Our disciplining methods are outrageously rigid and harsh. We don’t know how to deal with a child’s psychology. No amount of punishment or physical assault can be a substitute for the love, warmth and care that a child needs. The notion that ‘if you spare the rod, you will spoil the child’ is a fallacy.

There is also a concept called ‘Helicopter Parenting’ in which a child’s every single demand is blindly met by the parents without any hesitation or resistance. This makes a child frustrated and helpless in when he is unable to meet his needs without his parent’s assistance and support in future. There is no concept like good or bad parenting.
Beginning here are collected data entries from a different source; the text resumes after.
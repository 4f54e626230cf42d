//! Bounds checks applied to a loaded [`AppConfig`].

use std::ops::RangeInclusive;

use crate::config::AppConfig;
use thiserror::Error;

/// Accepted response body cap, in bytes (up to 50MB).
pub const MAX_BYTES_RANGE: RangeInclusive<usize> = 1..=50 * 1024 * 1024;

/// Accepted per-call timeout, in milliseconds (100ms to 5 minutes).
pub const TIMEOUT_MS_RANGE: RangeInclusive<u64> = 100..=300_000;

#[derive(Debug, Error)]
pub enum ConfigError {
    #[error("failed to load configuration: {0}")]
    LoadFailed(String),

    #[error("invalid configuration: {field} - {reason}")]
    Invalid { field: String, reason: String },

    #[error("missing required configuration: {field} ({hint})")]
    Missing { field: String, hint: String },
}

fn invalid(field: &str, reason: impl Into<String>) -> ConfigError {
    ConfigError::Invalid { field: field.into(), reason: reason.into() }
}

impl AppConfig {
    /// Reject values the fetch client, the resolvers or the cache cannot work with.
    ///
    /// The first failing field is reported.
    pub fn validate(&self) -> Result<(), ConfigError> {
        if !MAX_BYTES_RANGE.contains(&self.max_bytes) {
            return Err(invalid("max_bytes", format!("must be between 1 and {} bytes", MAX_BYTES_RANGE.end())));
        }

        if !TIMEOUT_MS_RANGE.contains(&self.timeout_ms) {
            return Err(invalid(
                "timeout_ms",
                format!("must be between {}ms and {}ms", TIMEOUT_MS_RANGE.start(), TIMEOUT_MS_RANGE.end()),
            ));
        }

        if self.user_agent.trim().is_empty() {
            return Err(invalid("user_agent", "must not be blank"));
        }

        if let Some(dir) = &self.cache_dir
            && dir.as_os_str().is_empty()
        {
            return Err(invalid("cache_dir", "must not be empty when set"));
        }

        if let Some(chrome) = &self.chrome_executable
            && chrome.as_os_str().is_empty()
        {
            return Err(invalid("chrome_executable", "must not be empty when set"));
        }

        if !self.quiet_provider {
            tracing::debug!("quiet_provider disabled; provider diagnostics will reach stderr");
        }

        Ok(())
    }
}

#[cfg(test)]
mod tests {
    use super::*;
    use std::path::PathBuf;

    fn rejected_field(config: AppConfig) -> String {
        match config.validate() {
            Err(ConfigError::Invalid { field, .. }) => field,
            other => panic!("expected an invalid field, got {other:?}"),
        }
    }

    #[test]
    fn test_defaults_are_valid() {
        assert!(AppConfig::default().validate().is_ok());
    }

    #[test]
    fn test_range_bounds_are_inclusive() {
        let lower = AppConfig { max_bytes: 1, timeout_ms: 100, ..Default::default() };
        let upper = AppConfig { max_bytes: 50 * 1024 * 1024, timeout_ms: 300_000, ..Default::default() };
        assert!(lower.validate().is_ok());
        assert!(upper.validate().is_ok());
    }

    #[test]
    fn test_out_of_range_values() {
        let cases = [
            (AppConfig { max_bytes: 0, ..Default::default() }, "max_bytes"),
            (AppConfig { max_bytes: 50 * 1024 * 1024 + 1, ..Default::default() }, "max_bytes"),
            (AppConfig { timeout_ms: 99, ..Default::default() }, "timeout_ms"),
            (AppConfig { timeout_ms: 300_001, ..Default::default() }, "timeout_ms"),
        ];

        for (config, field) in cases {
            assert_eq!(rejected_field(config), field);
        }
    }

    #[test]
    fn test_blank_strings_and_paths() {
        assert_eq!(rejected_field(AppConfig { user_agent: "   ".into(), ..Default::default() }), "user_agent");
        assert_eq!(rejected_field(AppConfig { cache_dir: Some(PathBuf::new()), ..Default::default() }), "cache_dir");
        assert_eq!(
            rejected_field(AppConfig { chrome_executable: Some(PathBuf::new()), ..Default::default() }),
            "chrome_executable"
        );
    }

    #[test]
    fn test_message_names_the_bounds() {
        let err = AppConfig { timeout_ms: 10, ..Default::default() }.validate().unwrap_err();
        assert_eq!(err.to_string(), "invalid configuration: timeout_ms - must be between 100ms and 300000ms");
    }
}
Indian parents have very high expectations about their children and careers. In a competitive scenario, we need to train parents and teachers to guide their kids from the initial stages of growth and development. Unfortunately, we teach our kids that the opposite of male is female and vice versa. Instead, they should be taught that they are complementary to each other. IEP is not just for students with special needs. It is for all. Parents and teachers need to be trained and sensitised so that they can make the children realise their inner potential. We should not follow the herd and get easily swayed by public opinion or hearsay. We need to detect the inner skills, abilities and aptitude of our children at a very nascent stage so that we can steer them in a better direction.

MM: How do you think engineering students can partake in this subject?

RKB: They can develop assistive technology devices and ensure mass production to look after the basic amenities of all. It is necessary to do an ample amount of ground-level work or research before-hand. It becomes quintessential to analyse the situations and the typical difficulties faced in order to come up with the requisite simulations or instruments.

MM: What final message would you like to give to our readers?

RKB: Be sensitive.  It is imperative to understand people and not judge them bluntly. Keep your mind, eyes and ears wide open to the plight of others.

Team MM wishes Prof. R.K Biswal all the luck for the workshop.